Task instructions: The whole listing should be retyped exactly as it appears.

Dataset content:
Segment Open

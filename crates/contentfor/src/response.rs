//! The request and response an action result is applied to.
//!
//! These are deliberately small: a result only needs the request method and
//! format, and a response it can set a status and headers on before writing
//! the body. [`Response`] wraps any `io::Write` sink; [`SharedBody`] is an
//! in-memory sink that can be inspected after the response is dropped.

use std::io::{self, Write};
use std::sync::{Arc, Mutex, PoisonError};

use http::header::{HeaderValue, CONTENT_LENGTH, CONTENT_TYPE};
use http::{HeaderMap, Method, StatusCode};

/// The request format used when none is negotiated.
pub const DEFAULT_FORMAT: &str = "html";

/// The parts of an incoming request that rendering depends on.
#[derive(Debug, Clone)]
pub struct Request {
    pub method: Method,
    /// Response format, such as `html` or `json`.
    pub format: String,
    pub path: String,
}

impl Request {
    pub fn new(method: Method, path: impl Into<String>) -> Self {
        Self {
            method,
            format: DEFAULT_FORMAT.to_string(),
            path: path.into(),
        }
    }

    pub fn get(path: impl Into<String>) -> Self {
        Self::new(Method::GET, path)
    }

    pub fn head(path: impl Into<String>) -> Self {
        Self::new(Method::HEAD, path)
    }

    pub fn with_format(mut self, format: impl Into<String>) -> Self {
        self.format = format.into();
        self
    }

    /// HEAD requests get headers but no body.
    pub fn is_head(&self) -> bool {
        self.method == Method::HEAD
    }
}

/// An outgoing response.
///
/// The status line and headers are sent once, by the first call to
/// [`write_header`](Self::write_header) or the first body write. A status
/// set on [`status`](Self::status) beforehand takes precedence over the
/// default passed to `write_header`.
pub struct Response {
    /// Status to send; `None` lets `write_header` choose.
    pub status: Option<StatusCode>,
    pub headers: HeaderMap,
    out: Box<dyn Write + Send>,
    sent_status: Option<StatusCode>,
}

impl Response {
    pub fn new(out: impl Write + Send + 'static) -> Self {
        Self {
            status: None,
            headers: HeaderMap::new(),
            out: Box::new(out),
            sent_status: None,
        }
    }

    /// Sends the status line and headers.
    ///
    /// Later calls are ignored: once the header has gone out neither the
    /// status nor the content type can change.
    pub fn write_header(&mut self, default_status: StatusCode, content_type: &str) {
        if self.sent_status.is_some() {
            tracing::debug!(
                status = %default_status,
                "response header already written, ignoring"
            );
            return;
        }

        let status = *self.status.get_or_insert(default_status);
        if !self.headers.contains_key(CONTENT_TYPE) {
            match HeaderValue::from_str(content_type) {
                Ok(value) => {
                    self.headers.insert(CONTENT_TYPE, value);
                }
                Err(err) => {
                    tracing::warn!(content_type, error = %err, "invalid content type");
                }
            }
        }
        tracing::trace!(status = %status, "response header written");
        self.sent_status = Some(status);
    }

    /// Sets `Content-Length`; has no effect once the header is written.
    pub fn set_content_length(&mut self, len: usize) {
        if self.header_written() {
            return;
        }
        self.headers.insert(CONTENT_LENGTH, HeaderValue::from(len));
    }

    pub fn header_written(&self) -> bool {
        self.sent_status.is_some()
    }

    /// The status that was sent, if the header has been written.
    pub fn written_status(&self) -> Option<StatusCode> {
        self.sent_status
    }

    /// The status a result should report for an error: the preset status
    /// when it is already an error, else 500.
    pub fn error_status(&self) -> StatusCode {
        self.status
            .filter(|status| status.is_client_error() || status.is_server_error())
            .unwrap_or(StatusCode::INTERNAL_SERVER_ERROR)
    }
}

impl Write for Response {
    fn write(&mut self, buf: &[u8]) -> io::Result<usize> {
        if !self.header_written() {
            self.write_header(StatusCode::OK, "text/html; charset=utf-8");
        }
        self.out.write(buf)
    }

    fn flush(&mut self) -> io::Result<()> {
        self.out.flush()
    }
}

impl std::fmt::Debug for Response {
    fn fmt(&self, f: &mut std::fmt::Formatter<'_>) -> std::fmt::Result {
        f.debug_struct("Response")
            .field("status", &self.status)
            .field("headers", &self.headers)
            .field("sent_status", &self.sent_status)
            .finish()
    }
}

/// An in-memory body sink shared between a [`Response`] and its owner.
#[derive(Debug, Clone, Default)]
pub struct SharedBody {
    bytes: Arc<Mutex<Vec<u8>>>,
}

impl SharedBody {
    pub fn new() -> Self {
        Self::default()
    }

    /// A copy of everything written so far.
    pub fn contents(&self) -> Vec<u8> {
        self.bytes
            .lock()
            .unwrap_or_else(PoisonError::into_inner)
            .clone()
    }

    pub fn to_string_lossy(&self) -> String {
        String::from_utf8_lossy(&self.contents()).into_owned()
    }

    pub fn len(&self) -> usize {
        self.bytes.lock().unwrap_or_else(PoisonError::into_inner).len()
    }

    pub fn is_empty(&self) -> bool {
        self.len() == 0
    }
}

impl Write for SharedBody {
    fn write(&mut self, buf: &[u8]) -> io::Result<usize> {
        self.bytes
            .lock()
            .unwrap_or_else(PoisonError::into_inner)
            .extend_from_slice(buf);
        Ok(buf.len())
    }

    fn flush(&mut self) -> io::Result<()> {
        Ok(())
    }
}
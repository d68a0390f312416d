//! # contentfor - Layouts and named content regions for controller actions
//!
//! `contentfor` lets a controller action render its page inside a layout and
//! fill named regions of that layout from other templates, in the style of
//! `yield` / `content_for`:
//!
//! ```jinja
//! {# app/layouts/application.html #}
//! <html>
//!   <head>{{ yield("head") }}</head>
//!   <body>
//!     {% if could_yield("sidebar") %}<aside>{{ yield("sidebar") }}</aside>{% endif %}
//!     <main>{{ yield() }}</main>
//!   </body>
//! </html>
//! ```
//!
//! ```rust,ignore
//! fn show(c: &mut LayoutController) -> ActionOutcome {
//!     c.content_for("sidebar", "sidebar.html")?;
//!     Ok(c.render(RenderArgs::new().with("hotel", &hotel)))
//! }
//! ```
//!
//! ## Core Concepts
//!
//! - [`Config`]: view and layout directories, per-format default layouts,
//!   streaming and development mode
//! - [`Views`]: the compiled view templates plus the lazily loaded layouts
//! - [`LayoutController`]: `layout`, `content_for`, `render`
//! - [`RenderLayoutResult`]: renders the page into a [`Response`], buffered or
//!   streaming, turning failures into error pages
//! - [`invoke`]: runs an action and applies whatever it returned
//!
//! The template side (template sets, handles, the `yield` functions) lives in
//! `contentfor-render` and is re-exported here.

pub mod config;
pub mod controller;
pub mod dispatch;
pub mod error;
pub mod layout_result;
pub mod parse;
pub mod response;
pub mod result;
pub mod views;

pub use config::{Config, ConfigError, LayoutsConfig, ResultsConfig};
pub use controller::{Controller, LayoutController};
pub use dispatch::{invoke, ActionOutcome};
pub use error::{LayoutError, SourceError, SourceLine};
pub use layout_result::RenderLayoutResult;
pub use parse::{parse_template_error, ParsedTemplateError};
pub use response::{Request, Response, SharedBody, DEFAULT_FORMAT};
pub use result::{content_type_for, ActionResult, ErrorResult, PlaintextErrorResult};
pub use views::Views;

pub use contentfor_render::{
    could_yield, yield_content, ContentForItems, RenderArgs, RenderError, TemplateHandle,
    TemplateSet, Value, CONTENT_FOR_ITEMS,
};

Segment Closed

Response to this task:
filename crates/contentfor/src/response.rs
//! The request and response an action result is applied to.
//!
//! These are deliberately small: a result only needs the request method and
//! format, and a response it can set a status and headers on before writing
//! the body. [`Response`] wraps any `io::Write` sink; [`SharedBody`] is an
//! in-memory sink that can be inspected after the response is dropped.

use std::io::{self, Write};
use std::sync::{Arc, Mutex, PoisonError};

use http::header::{HeaderValue, CONTENT_LENGTH, CONTENT_TYPE};
use http::{HeaderMap, Method, StatusCode};

/// The request format used when none is negotiated.
pub const DEFAULT_FORMAT: &str = "html";

/// The parts of an incoming request that rendering depends on.
#[derive(Debug, Clone)]
pub struct Request {
    pub method: Method,
    /// Response format, such as `html` or `json`.
    pub format: String,
    pub path: String,
}

impl Request {
    pub fn new(method: Method, path: impl Into<String>) -> Self {
        Self {
            method,
            format: DEFAULT_FORMAT.to_string(),
            path: path.into(),
        }
    }

    pub fn get(path: impl Into<String>) -> Self {
        Self::new(Method::GET, path)
    }

    pub fn head(path: impl Into<String>) -> Self {
        Self::new(Method::HEAD, path)
    }

    pub fn with_format(mut self, format: impl Into<String>) -> Self {
        self.format = format.into();
        self
    }

    /// HEAD requests get headers but no body.
    pub fn is_head(&self) -> bool {
        self.method == Method::HEAD
    }
}

/// An outgoing response.
///
/// The status line and headers are sent once, by the first call to
/// [`write_header`](Self::write_header) or the first body write. A status
/// set on [`status`](Self::status) beforehand takes precedence over the
/// default passed to `write_header`.
pub struct Response {
    /// Status to send; `None` lets `write_header` choose.
    pub status: Option<StatusCode>,
    pub headers: HeaderMap,
    out: Box<dyn Write + Send>,
    sent_status: Option<StatusCode>,
}

impl Response {
    pub fn new(out: impl Write + Send + 'static) -> Self {
        Self {
            status: None,
            headers: HeaderMap::new(),
            out: Box::new(out),
            sent_status: None,
        }
    }

    /// Sends the status line and headers.
    ///
    /// Later calls are ignored: once the header has gone out neither the
    /// status nor the content type can change.
    pub fn write_header(&mut self, default_status: StatusCode, content_type: &str) {
        if self.sent_status.is_some() {
            tracing::debug!(
                status = %default_status,
                "response header already written, ignoring"
            );
            return;
        }

        let status = *self.status.get_or_insert(default_status);
        if !self.headers.contains_key(CONTENT_TYPE) {
            match HeaderValue::from_str(content_type) {
                Ok(value) => {
                    self.headers.insert(CONTENT_TYPE, value);
                }
                Err(err) => {
                    tracing::warn!(content_type, error = %err, "invalid content type");
                }
            }
        }
        tracing::trace!(status = %status, "response header written");
        self.sent_status = Some(status);
    }

    /// Sets `Content-Length`; has no effect once the header is written.
    pub fn set_content_length(&mut self, len: usize) {
        if self.header_written() {
            return;
        }
        self.headers.insert(CONTENT_LENGTH, HeaderValue::from(len));
    }

    pub fn header_written(&self) -> bool {
        self.sent_status.is_some()
    }

    /// The status that was sent, if the header has been written.
    pub fn written_status(&self) -> Option<StatusCode> {
        self.sent_status
    }

    /// The status a result should report for an error: the preset status
    /// when it is already an error, else 500.
    pub fn error_status(&self) -> StatusCode {
        self.status
            .filter(|status| status.is_client_error() || status.is_server_error())
            .unwrap_or(StatusCode::INTERNAL_SERVER_ERROR)
    }
}

impl Write for Response {
    fn write(&mut self, buf: &[u8]) -> io::Result<usize> {
        if !self.header_written() {
            self.write_header(StatusCode::OK, "text/html; charset=utf-8");
        }
        self.out.write(buf)
    }

    fn flush(&mut self) -> io::Result<()> {
        self.out.flush()
    }
}

impl std::fmt::Debug for Response {
    fn fmt(&self, f: &mut std::fmt::Formatter<'_>) -> std::fmt::Result {
        f.debug_struct("Response")
            .field("status", &self.status)
            .field("headers", &self.headers)
            .field("sent_status", &self.sent_status)
            .finish()
    }
}

/// An in-memory body sink shared between a [`Response`] and its owner.
#[derive(Debug, Clone, Default)]
pub struct SharedBody {
    bytes: Arc<Mutex<Vec<u8>>>,
}

impl SharedBody {
    pub fn new() -> Self {
        Self::default()
    }

    /// A copy of everything written so far.
    pub fn contents(&self) -> Vec<u8> {
        self.bytes
            .lock()
            .unwrap_or_else(PoisonError::into_inner)
            .clone()
    }

    pub fn to_string_lossy(&self) -> String {
        String::from_utf8_lossy(&self.contents()).into_owned()
    }

    pub fn len(&self) -> usize {
        self.bytes.lock().unwrap_or_else(PoisonError::into_inner).len()
    }

    pub fn is_empty(&self) -> bool {
        self.len() == 0
    }
}

impl Write for SharedBody {
    fn write(&mut self, buf: &[u8]) -> io::Result<usize> {
        self.bytes
            .lock()
            .unwrap_or_else(PoisonError::into_inner)
            .extend_from_slice(buf);
        Ok(buf.len())
    }

    fn flush(&mut self) -> io::Result<()> {
        Ok(())
    }
}
repository d68a0390f312416d
//! # contentfor - Layouts and named content regions for controller actions
//!
//! `contentfor` lets a controller action render its page inside a layout and
//! fill named regions of that layout from other templates, in the style of
//! `yield` / `content_for`:
//!
//! ```jinja
//! {# app/layouts/application.html #}
//! <html>
//!   <head>{{ yield("head") }}</head>
//!   <body>
//!     {% if could_yield("sidebar") %}<aside>{{ yield("sidebar") }}</aside>{% endif %}
//!     <main>{{ yield() }}</main>
//!   </body>
//! </html>
//! ```
//!
//! ```rust,ignore
//! fn show(c: &mut LayoutController) -> ActionOutcome {
//!     c.content_for("sidebar", "sidebar.html")?;
//!     Ok(c.render(RenderArgs::new().with("hotel", &hotel)))
//! }
//! ```
//!
//! ## Core Concepts
//!
//! - [`Config`]: view and layout directories, per-format default layouts,
//!   streaming and development mode
//! - [`Views`]: the compiled view templates plus the lazily loaded layouts
//! - [`LayoutController`]: `layout`, `content_for`, `render`
//! - [`RenderLayoutResult`]: renders the page into a [`Response`], buffered or
//!   streaming, turning failures into error pages
//! - [`invoke`]: runs an action and applies whatever it returned
//!
//! The template side (template sets, handles, the `yield` functions) lives in
//! `contentfor-render` and is re-exported here.

pub mod config;
pub mod controller;
pub mod dispatch;
pub mod error;
pub mod layout_result;
pub mod parse;
pub mod response;
pub mod result;
pub mod views;

pub use config::{Config, ConfigError, LayoutsConfig, ResultsConfig};
pub use controller::{Controller, LayoutController};
pub use dispatch::{invoke, ActionOutcome};
pub use error::{LayoutError, SourceError, SourceLine};
pub use layout_result::RenderLayoutResult;
pub use parse::{parse_template_error, ParsedTemplateError};
pub use response::{Request, Response, SharedBody, DEFAULT_FORMAT};
pub use result::{content_type_for, ActionResult, ErrorResult, PlaintextErrorResult};
pub use views::Views;

pub use contentfor_render::{
    could_yield, yield_content, ContentForItems, RenderArgs, RenderError, TemplateHandle,
    TemplateSet, Value, CONTENT_FOR_ITEMS,
};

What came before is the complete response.